Vous avez évoqué le défi genevois. Comment jugez-vous la situation actuelle du canton ?
Les défis de la mobilité genevoise proviennent de sa géographie particulière, entre montagnes et lac, et d’une croissance démographique continue. La mobilité est un pilier essentiel de notre économie, notamment transfrontalière. Une coopération avec la France voisine est donc indispensable pour créer de la fluidité et désengorger Genève, tout en stimulant la collaboration interrégionale et en favorisant le développement.
Quel serait le rêve que vous aimeriez voir se concrétiser ?
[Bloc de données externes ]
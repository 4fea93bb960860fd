//! Browser session for anti-bot protected listing pages.
//!
//! Uses chromiumoxide (CDP) with stealth evasion techniques, an optional
//! authenticated upstream proxy, user agent and viewport overrides.

use std::path::{Path, PathBuf};
use std::str::FromStr;
#[cfg(feature = "browser")]
use std::time::{Duration, Instant};

use async_trait::async_trait;
use serde::{Deserialize, Serialize};
#[cfg(feature = "browser")]
use tracing::{debug, info, warn};

#[cfg(feature = "browser")]
use chromiumoxide::auth::Credentials;
#[cfg(feature = "browser")]
use chromiumoxide::cdp::browser_protocol::emulation::{
    SetDeviceMetricsOverrideParams, SetScriptExecutionDisabledParams,
};
#[cfg(feature = "browser")]
use chromiumoxide::cdp::browser_protocol::network::SetUserAgentOverrideParams;
#[cfg(feature = "browser")]
use chromiumoxide::cdp::browser_protocol::page::{
    AddScriptToEvaluateOnNewDocumentParams, NavigateParams,
};
#[cfg(feature = "browser")]
use chromiumoxide::error::CdpError;
#[cfg(feature = "browser")]
use chromiumoxide::handler::HandlerConfig;
#[cfg(feature = "browser")]
use chromiumoxide::page::ScreenshotParams;
#[cfg(feature = "browser")]
use chromiumoxide::{Browser, BrowserConfig as ChromeConfig, Element, Page};
#[cfg(feature = "browser")]
use futures::StreamExt;

use super::page::{BrowserError, ProductCard, ProductPage};
#[cfg(feature = "browser")]
use super::page::{NetworkIdleTracker, WaitUntil, NETWORK_IDLE_WINDOW, RESOURCE_COUNT_SCRIPT};
use crate::config::LoadSettings;

/// User agent presented by the stealth engine when none is configured.
pub const DEFAULT_USER_AGENT: &str = "Mozilla/5.0 (X11; Linux x86_64) AppleWebKit/537.36 (KHTML, like Gecko) Chrome/120.0.0.0 Safari/537.36";

/// Interval between readiness and selector polls.
#[cfg(feature = "browser")]
const POLL_INTERVAL: Duration = Duration::from_millis(250);

/// Browser engine configuration.
#[derive(Debug, Clone, Serialize, Deserialize)]
pub struct BrowserEngineConfig {
    /// Browser engine type.
    #[serde(default)]
    pub engine: BrowserEngineType,

    /// Run in headless mode (default: true).
    #[serde(default = "default_headless")]
    pub headless: bool,

    /// Upstream proxy, enabled from the environment.
    #[serde(default)]
    pub proxy: Option<ProxyConfig>,

    /// User agent override.
    #[serde(default)]
    pub user_agent: Option<String>,

    /// Viewport override.
    #[serde(default)]
    pub viewport: Option<Viewport>,

    /// Allow page scripts to run (default: true).
    #[serde(default = "default_javascript")]
    pub javascript: bool,

    /// Additional Chrome arguments.
    #[serde(default)]
    pub chrome_args: Vec<String>,

    /// Explicit Chrome executable; searched for when unset.
    #[serde(default)]
    pub chrome_path: Option<PathBuf>,

    /// Remote Chrome DevTools URL (e.g., "ws://localhost:9222").
    /// If set, connects to existing browser instead of launching one.
    #[serde(default)]
    pub remote_url: Option<String>,
}

fn default_headless() -> bool {
    true
}

fn default_javascript() -> bool {
    true
}

impl Default for BrowserEngineConfig {
    fn default() -> Self {
        Self {
            engine: BrowserEngineType::default(),
            headless: default_headless(),
            proxy: None,
            user_agent: None,
            viewport: None,
            javascript: default_javascript(),
            chrome_args: Vec::new(),
            chrome_path: None,
            remote_url: None,
        }
    }
}

impl BrowserEngineConfig {
    /// User agent to install on the page, if any.
    pub fn effective_user_agent(&self) -> Option<&str> {
        match (&self.user_agent, &self.engine) {
            (Some(ua), _) => Some(ua.as_str()),
            (None, BrowserEngineType::Stealth) => Some(DEFAULT_USER_AGENT),
            (None, BrowserEngineType::Standard) => None,
        }
    }

    /// A remote browser keeps its own launch flags, so the proxy cannot apply.
    pub fn proxy_ignored(&self) -> bool {
        self.remote_url.is_some() && self.proxy.is_some()
    }

    /// Chrome command line arguments for this configuration.
    pub fn launch_args(&self) -> Vec<String> {
        let mut args = Vec::new();

        if let Some(ref proxy) = self.proxy {
            args.push(format!("--proxy-server={}", proxy.server()));
        }

        if let Some(viewport) = self.viewport {
            args.push(format!(
                "--window-size={},{}",
                viewport.width, viewport.height
            ));
        }

        if self.engine == BrowserEngineType::Stealth {
            args.extend(
                [
                    "--disable-blink-features=AutomationControlled",
                    "--disable-infobars",
                    "--no-first-run",
                    "--no-default-browser-check",
                    "--disable-background-networking",
                    "--disable-sync",
                    "--disable-translate",
                    "--metrics-recording-only",
                    "--safebrowsing-disable-auto-update",
                ]
                .iter()
                .map(|s| s.to_string()),
            );
        }

        // Needed for headless in containers
        args.extend(
            [
                "--disable-dev-shm-usage",
                "--no-sandbox",
                "--disable-gpu",
                "--disable-software-rasterizer",
            ]
            .iter()
            .map(|s| s.to_string()),
        );

        args.extend(self.chrome_args.iter().cloned());
        args
    }
}

/// Browser engine types.
#[derive(Debug, Clone, Copy, Serialize, Deserialize, Default, PartialEq, Eq)]
#[serde(rename_all = "snake_case")]
pub enum BrowserEngineType {
    /// Stealth patches injected before any page script (default).
    #[default]
    Stealth,

    /// No stealth patches (for debugging).
    Standard,
}

/// Upstream HTTP proxy.
#[derive(Clone, PartialEq, Eq, Serialize, Deserialize)]
pub struct ProxyConfig {
    pub host: String,
    pub port: String,
    #[serde(default)]
    pub username: Option<String>,
    #[serde(default)]
    pub password: Option<String>,
}

impl ProxyConfig {
    /// Value for Chrome's `--proxy-server` flag.
    pub fn server(&self) -> String {
        if self.host.contains("://") {
            format!("{}:{}", self.host, self.port)
        } else {
            format!("http://{}:{}", self.host, self.port)
        }
    }

    pub fn has_credentials(&self) -> bool {
        self.username.is_some() && self.password.is_some()
    }
}

impl std::fmt::Debug for ProxyConfig {
    fn fmt(&self, f: &mut std::fmt::Formatter<'_>) -> std::fmt::Result {
        f.debug_struct("ProxyConfig")
            .field("host", &self.host)
            .field("port", &self.port)
            .field("username", &self.username)
            .field("password", &self.password.as_ref().map(|_| "<redacted>"))
            .finish()
    }
}

/// Viewport size in CSS pixels.
#[derive(Debug, Clone, Copy, PartialEq, Eq, Serialize, Deserialize)]
pub struct Viewport {
    pub width: u32,
    pub height: u32,
}

impl FromStr for Viewport {
    type Err = String;

    /// Parses `WIDTHxHEIGHT`, e.g. `1366x768`.
    fn from_str(s: &str) -> Result<Self, Self::Err> {
        let (w, h) = s
            .trim()
            .split_once(['x', 'X'])
            .ok_or_else(|| format!("invalid viewport '{}', expected WIDTHxHEIGHT", s))?;
        let width = w
            .trim()
            .parse::<u32>()
            .map_err(|e| format!("invalid viewport width '{}': {}", w, e))?;
        let height = h
            .trim()
            .parse::<u32>()
            .map_err(|e| format!("invalid viewport height '{}': {}", h, e))?;
        if width == 0 || height == 0 {
            return Err(format!("viewport must be non-zero, got '{}'", s));
        }
        Ok(Viewport { width, height })
    }
}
Mon rêve pour la Suisse, et en particulier pour Genève, est que nous soyons reconnus dans le monde entier non seulement pour nos banques, nos montres et notre industrie pharmaceutique, mais aussi comme un symbole de la mobilité durable. Car, au-delà des aspects financiers et manufacturiers, ce qui compte vraiment pour les habitants, c’est la qualité de vie. Assurer un environnement où il est agréable de vivre, où l’air est pur et où les déplacements sont aisés, est l’enjeu majeur de notre époque. Il est essentiel que la mobilité douce réponde aux besoins de chacun, étudiants, familles, personnes âgées ou à mobilité réduite, visiteurs occasionnels. C’est un travail complexe qui nécessite une vision à long terme et des politiques adaptées , sachant que la construction de nouvelles infrastructures prend du temps. En regardant vers l’avenir, je crois fermement que Genève peut devenir la capitale mondiale de la mobilité décarbonée, un modèle de durabilité. C’est un objectif qui me motive profondément.